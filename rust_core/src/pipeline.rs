//! Batch resolution with bounded upstream concurrency.
//!
//! Every item is priced concurrently, but at most `concurrency` resolutions
//! talk upstream at once, each preceded by a pacing delay. Items already in
//! the quote cache skip the gate and the delay entirely. Output order
//! matches input order regardless of completion order.

use std::sync::Arc;
use std::time::Duration;

use futures_util::future::join_all;
use tokio::sync::Semaphore;
use tokio::time::sleep;
use tracing::info;

use crate::resolver::PriceResolver;
use crate::types::{InventoryItem, PricedItem, ResolvedQuote};

pub struct FetchPipeline {
    resolver: Arc<PriceResolver>,
    concurrency: usize,
    request_delay: Duration,
}

impl FetchPipeline {
    pub fn new(resolver: Arc<PriceResolver>, concurrency: usize, request_delay: Duration) -> Self {
        Self {
            resolver,
            concurrency: concurrency.max(1),
            request_delay,
        }
    }

    /// Price a whole inventory. One output per input item, in input order.
    /// An unresolvable item produces a row with `current_price: None`, never
    /// a missing row.
    pub async fn resolve_all(&self, items: &[InventoryItem]) -> Vec<PricedItem> {
        let semaphore = Arc::new(Semaphore::new(self.concurrency));

        let futures = items.iter().map(|item| {
            let semaphore = semaphore.clone();
            async move {
                // Cache hits bypass the gate; the delay only paces upstream
                // traffic.
                let quote = match self.resolver.cached_quote(item) {
                    Some(quote) => quote,
                    None => {
                        let _permit = semaphore.acquire().await.ok();
                        if !self.request_delay.is_zero() {
                            sleep(self.request_delay).await;
                        }
                        self.resolver.resolve(item).await
                    }
                };
                price_item(quote, item)
            }
        });

        let priced = join_all(futures).await;
        info!(
            "priced {} items ({} with a current price)",
            priced.len(),
            priced.iter().filter(|p| p.current_price.is_some()).count()
        );
        priced
    }
}

/// Join a resolved quote with the item's purchase data and derive the profit
/// metrics. Monetary outputs are rounded to cents here and nowhere earlier;
/// the per-item profit is rounded first and the total and percent change are
/// derived from that rounded value.
pub fn price_item(quote: ResolvedQuote, item: &InventoryItem) -> PricedItem {
    let (profit_per_item, profit_total, percent_change) = match quote.current_price {
        Some(current) => {
            let per = round2(current - item.paid_price);
            let pct = if item.paid_price != 0.0 {
                Some(round2(per / item.paid_price * 100.0))
            } else {
                None
            };
            (Some(per), Some(round2(per * item.quantity as f64)), pct)
        }
        None => (None, None, None),
    };

    PricedItem {
        item_name: item.name.clone(),
        source: quote.source,
        paid_price: item.paid_price,
        current_price: quote.current_price.map(round2),
        quantity: item.quantity,
        profit_per_item,
        profit_total,
        percent_change,
        timestamp_utc: quote.observed_at,
    }
}

pub(crate) fn round2(value: f64) -> f64 {
    (value * 100.0).round() / 100.0
}

#[cfg(test)]
mod tests {
    use super::*;
    use crate::catalog::CatalogCache;
    use crate::clients::DirectQuoteClient;
    use crate::types::PriceSource;
    use anyhow::Result;
    use async_trait::async_trait;
    use chrono::Utc;
    use std::sync::atomic::{AtomicU32, Ordering};

    fn quote(price: Option<f64>) -> ResolvedQuote {
        ResolvedQuote {
            item_name: "x".to_string(),
            source: PriceSource::Direct,
            current_price: price,
            observed_at: Utc::now(),
        }
    }

    #[test]
    fn test_profit_metrics() {
        let item = InventoryItem::new("AK-47 | Redline (Field-Tested)")
            .with_paid_price(10.0)
            .with_quantity(2);
        let priced = price_item(quote(Some(12.5)), &item);
        assert_eq!(priced.current_price, Some(12.5));
        assert_eq!(priced.profit_per_item, Some(2.5));
        assert_eq!(priced.profit_total, Some(5.0));
        assert_eq!(priced.percent_change, Some(25.0));
    }

    #[test]
    fn test_no_price_propagates_none_metrics() {
        let item = InventoryItem::new("Ghost Item").with_paid_price(10.0);
        let priced = price_item(quote(None), &item);
        assert_eq!(priced.current_price, None);
        assert_eq!(priced.profit_per_item, None);
        assert_eq!(priced.profit_total, None);
        assert_eq!(priced.percent_change, None);
    }

    #[test]
    fn test_zero_paid_price_suppresses_percent_change() {
        let item = InventoryItem::new("Drop");
        let priced = price_item(quote(Some(3.0)), &item);
        assert_eq!(priced.profit_per_item, Some(3.0));
        assert_eq!(priced.percent_change, None);
    }

    #[test]
    fn test_rounding_to_cents() {
        let item = InventoryItem::new("x").with_paid_price(3.0).with_quantity(3);
        let priced = price_item(quote(Some(3.3333)), &item);
        assert_eq!(priced.current_price, Some(3.33));
        assert_eq!(priced.profit_per_item, Some(0.33));
        assert_eq!(priced.profit_total, Some(0.99));
        assert_eq!(priced.percent_change, Some(11.0));
    }

    #[test]
    fn test_total_and_percent_derive_from_rounded_per_item() {
        // per rounds to 0.33; the total is 3 x 0.33, not 3 x 0.3333, and the
        // percent change is 0.33 / 3.0, not 0.3333 / 3.0.
        let item = InventoryItem::new("x").with_paid_price(3.0).with_quantity(3);
        let priced = price_item(quote(Some(3.3333)), &item);
        let per = priced.profit_per_item.expect("priced");
        assert_eq!(priced.profit_total, Some(round2(per * 3.0)));
        assert_eq!(priced.percent_change, Some(round2(per / 3.0 * 100.0)));
    }

    /// Tracks how many quote calls are in flight at once.
    struct GaugedDirect {
        in_flight: Arc<AtomicU32>,
        max_seen: Arc<AtomicU32>,
    }

    #[async_trait]
    impl DirectQuoteClient for GaugedDirect {
        fn source_name(&self) -> &str {
            "gauged"
        }

        async fn quote(&self, _item_name: &str) -> Result<Option<f64>> {
            let now = self.in_flight.fetch_add(1, Ordering::SeqCst) + 1;
            self.max_seen.fetch_max(now, Ordering::SeqCst);
            sleep(Duration::from_millis(20)).await;
            self.in_flight.fetch_sub(1, Ordering::SeqCst);
            Ok(Some(1.0))
        }
    }

    fn pipeline_with_gauge(
        concurrency: usize,
        delay: Duration,
    ) -> (FetchPipeline, Arc<AtomicU32>) {
        let max_seen = Arc::new(AtomicU32::new(0));
        let direct = Arc::new(GaugedDirect {
            in_flight: Arc::new(AtomicU32::new(0)),
            max_seen: max_seen.clone(),
        });
        let catalogs = Arc::new(CatalogCache::new(
            Duration::from_secs(60),
            1,
            Duration::from_millis(1),
        ));
        let resolver = Arc::new(PriceResolver::new(
            direct,
            catalogs,
            "none",
            Duration::from_secs(60),
        ));
        (FetchPipeline::new(resolver, concurrency, delay), max_seen)
    }

    #[tokio::test]
    async fn test_one_output_per_input_in_order() {
        let (pipeline, _) = pipeline_with_gauge(4, Duration::ZERO);
        let items: Vec<InventoryItem> = (0..10)
            .map(|i| InventoryItem::new(format!("item {i}")))
            .collect();

        let priced = pipeline.resolve_all(&items).await;
        assert_eq!(priced.len(), 10);
        for (i, p) in priced.iter().enumerate() {
            assert_eq!(p.item_name, format!("item {i}"));
        }
    }

    #[tokio::test]
    async fn test_concurrency_is_bounded() {
        let (pipeline, max_seen) = pipeline_with_gauge(2, Duration::ZERO);
        let items: Vec<InventoryItem> = (0..12)
            .map(|i| InventoryItem::new(format!("item {i}")))
            .collect();

        pipeline.resolve_all(&items).await;
        assert!(max_seen.load(Ordering::SeqCst) <= 2);
    }

    #[tokio::test]
    async fn test_cached_items_skip_the_gate() {
        let (pipeline, _) = pipeline_with_gauge(1, Duration::from_millis(50));
        let items = vec![InventoryItem::new("Chroma 3 Case")];

        // First pass pays the delay and populates the cache.
        pipeline.resolve_all(&items).await;

        let start = tokio::time::Instant::now();
        let priced = pipeline.resolve_all(&items).await;
        assert_eq!(priced[0].current_price, Some(1.0));
        assert!(start.elapsed() < Duration::from_millis(40));
    }

    #[tokio::test]
    async fn test_zero_concurrency_still_makes_progress() {
        let (pipeline, _) = pipeline_with_gauge(0, Duration::ZERO);
        let items = vec![InventoryItem::new("Chroma 3 Case")];
        let priced = pipeline.resolve_all(&items).await;
        assert_eq!(priced.len(), 1);
    }
}
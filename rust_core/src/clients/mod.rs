pub mod sheet;
pub mod skinport;
pub mod steam;

// Re-export commonly used types
pub use sheet::SheetCsvClient;
pub use skinport::SkinportClient;
pub use steam::{DirectQuoteClient, SteamMarketClient};
impl CatalogCache {
    pub fn new(ttl: Duration, max_attempts: u32, retry_base: Duration) -> Self {
        Self {
            fetchers: HashMap::new(),
            snapshots: RwLock::new(HashMap::new()),
            inflight: Mutex::new(HashMap::new()),
            ttl,
            max_attempts: max_attempts.max(1),
            retry_base,
        }
    }

    /// Register a marketplace fetcher under its own id.
    pub fn register(&mut self, fetcher: Arc<dyn CatalogFetcher>) {
        info!("registering catalog fetcher: {}", fetcher.marketplace_id());
        self.fetchers
            .insert(fetcher.marketplace_id().to_string(), fetcher);
    }

    /// Current snapshot for a marketplace, fetching if empty or expired.
    /// Always returns: the fresh snapshot, the previous snapshot when a
    /// refresh is in flight or failed, or an empty list when there has never
    /// been a successful fetch.
    pub async fn get_catalog(&self, marketplace_id: &str) -> Arc<Vec<CatalogEntry>> {
        if let Some(entries) = self.fresh_snapshot(marketplace_id) {
            return entries;
        }

        let Some(fetcher) = self.fetchers.get(marketplace_id) else {
            warn!("no catalog fetcher registered for {marketplace_id:?}");
            return Arc::new(Vec::new());
        };

        let role = {
            let mut inflight = self.inflight.lock();
            if let Some(rx) = inflight.get(marketplace_id) {
                FlightRole::Follower(rx.clone())
            } else {
                let (tx, rx) = watch::channel(());
                inflight.insert(marketplace_id.to_string(), rx);
                FlightRole::Leader(tx)
            }
        };

        match role {
            FlightRole::Follower(mut rx) => {
                // A stale snapshot is still usable while someone else
                // refreshes; only first-ever callers have to wait.
                if let Some(entries) = self.any_snapshot(marketplace_id) {
                    debug!("serving previous {marketplace_id} snapshot during refresh");
                    return entries;
                }
                // Resolves when the leader drops its sender.
                let _ = rx.changed().await;
                self.any_snapshot(marketplace_id).unwrap_or_default()
            }
            FlightRole::Leader(_tx) => {
                // Another flight may have landed between the freshness check
                // and winning leadership.
                if let Some(entries) = self.fresh_snapshot(marketplace_id) {
                    self.inflight.lock().remove(marketplace_id);
                    return entries;
                }

                match self.fetch_with_retry(fetcher.as_ref()).await {
                    Ok(entries) => {
                        info!(
                            "refreshed {} catalog: {} entries",
                            marketplace_id,
                            entries.len()
                        );
                        self.snapshots.write().insert(
                            marketplace_id.to_string(),
                            CacheRecord::new(Arc::new(entries), self.ttl),
                        );
                    }
                    Err(e) => {
                        // Keep whatever snapshot we had; expired beats empty.
                        warn!("catalog fetch for {marketplace_id} failed: {e}");
                    }
                }

                self.inflight.lock().remove(marketplace_id);
                // Dropping _tx here wakes every follower.
                self.any_snapshot(marketplace_id).unwrap_or_default()
            }
        }
    }

    fn fresh_snapshot(&self, marketplace_id: &str) -> Option<Arc<Vec<CatalogEntry>>> {
        let snapshots = self.snapshots.read();
        snapshots
            .get(marketplace_id)
            .filter(|record| record.is_fresh())
            .map(|record| record.value.clone())
    }

    /// Any snapshot, fresh or expired.
    fn any_snapshot(&self, marketplace_id: &str) -> Option<Arc<Vec<CatalogEntry>>> {
        let snapshots = self.snapshots.read();
        snapshots
            .get(marketplace_id)
            .map(|record| record.value.clone())
    }

    async fn fetch_with_retry(
        &self,
        fetcher: &dyn CatalogFetcher,
    ) -> Result<Vec<CatalogEntry>, CatalogFetchError> {
        let mut attempt = 1u32;
        loop {
            match fetcher.fetch_catalog().await {
                Ok(entries) => return Ok(entries),
                Err(e) if e.is_retriable() && attempt < self.max_attempts => {
                    let backoff = self.retry_base * attempt;
                    warn!(
                        "catalog fetch attempt {}/{} failed ({}), retrying in {:?}",
                        attempt, self.max_attempts, e, backoff
                    );
                    sleep(backoff).await;
                    attempt += 1;
                }
                Err(e) => return Err(e),
            }
        }
    }
}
****************
**Your task**
Could you work out how many lines above contain the string "inflight"? Only the number should be given.

**Answer to the problem**
6